→ Source data:
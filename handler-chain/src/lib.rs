//! # Handler chain
//!
//! Runs a sequence of handlers for each update: every `before` in order (a `false` stops the chain),
//! then `handle` until the first Stop or Reply, then every `after` in reverse order.

use calcbot_core::{Handler, HandlerResponse, Result, Update};
use std::sync::Arc;
use tracing::{debug, info, instrument};

/// Ordered handlers; cheap to clone (handlers are shared).
#[derive(Clone, Default)]
pub struct HandlerChain {
    handlers: Vec<Arc<dyn Handler>>,
}

impl HandlerChain {
    /// Creates an empty chain.
    pub fn new() -> Self {
        Self {
            handlers: Vec::new(),
        }
    }

    /// Appends a handler (runs in order; first Stop/Reply ends handler phase).
    pub fn add_handler(mut self, handler: Arc<dyn Handler>) -> Self {
        self.handlers.push(handler);
        self
    }

    pub fn len(&self) -> usize {
        self.handlers.len()
    }

    pub fn is_empty(&self) -> bool {
        self.handlers.is_empty()
    }

    /// Runs before, handle and after phases. Returns the first Stop or Reply, or Continue.
    #[instrument(skip(self, update))]
    pub async fn handle(&self, update: &Update) -> Result<HandlerResponse> {
        let user_id = update.user().id;
        let chat_id = update.chat().id;
        let update_kind = update.kind();

        info!(
            user_id = user_id,
            chat_id = chat_id,
            update_kind = %update_kind,
            "step: handler_chain started"
        );

        for handler in &self.handlers {
            let handler_name = std::any::type_name_of_val(handler.as_ref());
            if !handler.before(update).await? {
                info!(
                    user_id = user_id,
                    handler = %handler_name,
                    "step: handler before returned false, chain stopped"
                );
                return Ok(HandlerResponse::Stop);
            }
        }

        let mut final_response = HandlerResponse::Continue;

        for handler in &self.handlers {
            let handler_name = std::any::type_name_of_val(handler.as_ref());
            let response = handler.handle(update).await?;
            debug!(
                handler = %handler_name,
                response = ?response,
                "Handler processed"
            );

            match response {
                HandlerResponse::Stop | HandlerResponse::Reply(_) => {
                    info!(
                        user_id = user_id,
                        handler = %handler_name,
                        "step: handler chain stopped by handler"
                    );
                    final_response = response;
                    break;
                }
                HandlerResponse::Continue | HandlerResponse::Ignore => continue,
            }
        }

        for handler in self.handlers.iter().rev() {
            handler.after(update, &final_response).await?;
        }

        info!(
            user_id = user_id,
            chat_id = chat_id,
            update_kind = %update_kind,
            response = ?final_response,
            "step: handler_chain finished"
        );

        Ok(final_response)
    }
}

// Unit/integration tests live in tests/handler_chain_test.rs
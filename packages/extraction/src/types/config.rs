//! Configuration for an extraction run.

use std::time::Duration;

use serde::{Deserialize, Serialize};

use crate::error::{ExtractionError, Result};

/// Token budget per chunk when none is given.
pub const DEFAULT_MAX_TOKENS_PER_CHUNK: usize = 3000;

/// Deadline for one backend call when none is given.
pub const DEFAULT_CALL_TIMEOUT: Duration = Duration::from_secs(120);

/// Configuration for the extraction pipeline.
#[derive(Debug, Clone, Serialize, Deserialize)]
pub struct ExtractionConfig {
    /// Maximum tokens in one chunk sent to the backend.
    ///
    /// Must be positive. Default: 3000.
    pub max_tokens_per_chunk: usize,

    /// Backend calls allowed in flight at once.
    ///
    /// 1 processes chunks strictly one after another. Higher values keep the
    /// chunk order of the results. Default: 1.
    pub concurrency: usize,

    /// Deadline for a single backend call. A call that runs past it counts as
    /// a failed chunk. Default: 120s.
    #[serde(with = "duration_secs")]
    pub call_timeout: Duration,
}

impl Default for ExtractionConfig {
    fn default() -> Self {
        Self {
            max_tokens_per_chunk: DEFAULT_MAX_TOKENS_PER_CHUNK,
            concurrency: 1,
            call_timeout: DEFAULT_CALL_TIMEOUT,
        }
    }
}

impl ExtractionConfig {
    /// Create a new config with default values.
    pub fn new() -> Self {
        Self::default()
    }

    /// Set the chunk token budget.
    pub fn with_max_tokens_per_chunk(mut self, max_tokens: usize) -> Self {
        self.max_tokens_per_chunk = max_tokens;
        self
    }

    /// Set how many chunks may be in flight at once.
    pub fn with_concurrency(mut self, concurrency: usize) -> Self {
        self.concurrency = concurrency;
        self
    }

    /// Set the per-call deadline.
    pub fn with_call_timeout(mut self, timeout: Duration) -> Self {
        self.call_timeout = timeout;
        self
    }

    /// Reject settings that cannot drive a run.
    pub fn validate(&self) -> Result<()> {
        if self.max_tokens_per_chunk == 0 {
            return Err(ExtractionError::input(
                "max_tokens_per_chunk must be a positive integer",
            ));
        }
        if self.concurrency == 0 {
            return Err(ExtractionError::input("concurrency must be at least 1"));
        }
        if self.call_timeout.is_zero() {
            return Err(ExtractionError::input("call_timeout must be non-zero"));
        }
        Ok(())
    }
}

mod duration_secs {
    use std::time::Duration;

    use serde::{Deserialize, Deserializer, Serializer};

    pub fn serialize<S: Serializer>(value: &Duration, serializer: S) -> Result<S::Ok, S::Error> {
        serializer.serialize_u64(value.as_secs())
    }

    pub fn deserialize<'de, D: Deserializer<'de>>(deserializer: D) -> Result<Duration, D::Error> {
        u64::deserialize(deserializer).map(Duration::from_secs)
    }
}

#[cfg(test)]
mod tests {
    use super::*;

    #[test]
    fn test_defaults() {
        let config = ExtractionConfig::default();
        assert_eq!(config.max_tokens_per_chunk, 3000);
        assert_eq!(config.concurrency, 1);
        assert_eq!(config.call_timeout, Duration::from_secs(120));
        assert!(config.validate().is_ok());
    }

    #[test]
    fn test_zero_chunk_size_rejected() {
        let err = ExtractionConfig::new()
            .with_max_tokens_per_chunk(0)
            .validate()
            .unwrap_err();
        assert!(matches!(err, ExtractionError::Input { .. }));
    }

    #[test]
    fn test_zero_concurrency_rejected() {
        assert!(ExtractionConfig::new().with_concurrency(0).validate().is_err());
    }

    #[test]
    fn test_round_trips_through_json() {
        let config = ExtractionConfig::new().with_call_timeout(Duration::from_secs(30));
        let json = serde_json::to_string(&config).unwrap();
        assert!(json.contains("\"call_timeout\":30"));
        let back: ExtractionConfig = serde_json::from_str(&json).unwrap();
        assert_eq!(back.call_timeout, Duration::from_secs(30));
    }
}
//! Typed errors for the extraction library.
//!
//! Uses `thiserror` for library errors (not `anyhow`) to provide
//! strongly-typed, composable error handling.
//!
//! Only [`ExtractionError`] ever reaches the caller of a run. [`BackendError`]
//! is absorbed per chunk by the orchestrator; [`FetchError`] only surfaces from
//! the URL entry point.

use std::time::Duration;

use thiserror::Error;

/// Errors that abort an extraction run before (or instead of) producing a table.
#[derive(Debug, Error)]
pub enum ExtractionError {
    /// Missing/invalid credentials or an unsupported backend selection
    #[error("config error: {0}")]
    Config(String),

    /// Caller input rejected before any processing
    #[error("invalid input: {reason}")]
    Input { reason: String },

    /// Page could not be fetched
    #[error("fetch failed: {0}")]
    Fetch(#[from] FetchError),

    /// Operation was cancelled
    #[error("operation cancelled")]
    Cancelled,

    /// Table could not be persisted
    #[error("export error: {0}")]
    Export(#[source] Box<dyn std::error::Error + Send + Sync>),
}

impl ExtractionError {
    pub(crate) fn input(reason: impl Into<String>) -> Self {
        Self::Input {
            reason: reason.into(),
        }
    }
}

/// Errors from a single backend call.
#[derive(Debug, Error)]
pub enum BackendError {
    /// Client could not be configured for the call
    #[error("backend misconfigured: {0}")]
    Config(String),

    /// Transport failure
    #[error("network error: {0}")]
    Network(String),

    /// Credentials rejected at call time
    #[error("authentication failed: {0}")]
    Auth(String),

    /// Backend answered with an error or refused the content
    #[error("backend rejected request: {0}")]
    Rejected(String),

    /// Call exceeded its deadline
    #[error("timed out after {0:?}")]
    Timeout(Duration),

    /// Call succeeded but produced no text
    #[error("empty response")]
    Empty,
}

/// Errors that can occur while fetching a page.
#[derive(Debug, Error)]
pub enum FetchError {
    /// HTTP request failed
    #[error("HTTP error: {0}")]
    Http(#[source] Box<dyn std::error::Error + Send + Sync>),

    /// Non-success status code
    #[error("HTTP {status} for {url}")]
    Status { url: String, status: u16 },

    /// Invalid URL format or scheme
    #[error("invalid URL: {url}")]
    InvalidUrl { url: String },

    /// Connection timeout
    #[error("timeout fetching: {url}")]
    Timeout { url: String },
}

/// Result type alias for extraction operations.
pub type Result<T> = std::result::Result<T, ExtractionError>;

/// Result type alias for backend calls.
pub type BackendResult<T> = std::result::Result<T, BackendError>;

/// Result type alias for fetch operations.
pub type FetchResult<T> = std::result::Result<T, FetchError>;
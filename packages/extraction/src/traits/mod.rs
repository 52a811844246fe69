//! Core trait abstractions for the extraction library.
//!
//! These traits define the seams where applications plug in generation
//! backends, tokenizers, and page acquisition.

pub mod backend;
pub mod fetcher;
pub mod tokenizer;
//! Page acquisition collaborators.
//!
//! The pipeline only needs "URL in, markup out" and "markup in, readable text
//! out". Browser sessions, crawling and site rules live outside this library.
//!
//! ```rust,ignore
//! let markup = fetcher.fetch("https://example.com/listings").await?;
//! let text = normalizer.normalize(&markup);
//! ```

use async_trait::async_trait;

use crate::error::FetchResult;

/// Fetches the raw markup of a page.
#[async_trait]
pub trait PageFetcher: Send + Sync {
    async fn fetch(&self, url: &str) -> FetchResult<String>;

    /// Name used in logs.
    fn name(&self) -> &str;
}

/// Turns raw markup into readable text with navigation and markup noise removed.
pub trait Normalizer: Send + Sync {
    fn normalize(&self, markup: &str) -> String;
}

→ Description of the task:
Copy out every line of the data that includes the word "failed".

→ Response area:
    /// a failed chunk. Default: 120s.
    #[error("fetch failed: {0}")]
    #[error("authentication failed: {0}")]
    /// HTTP request failed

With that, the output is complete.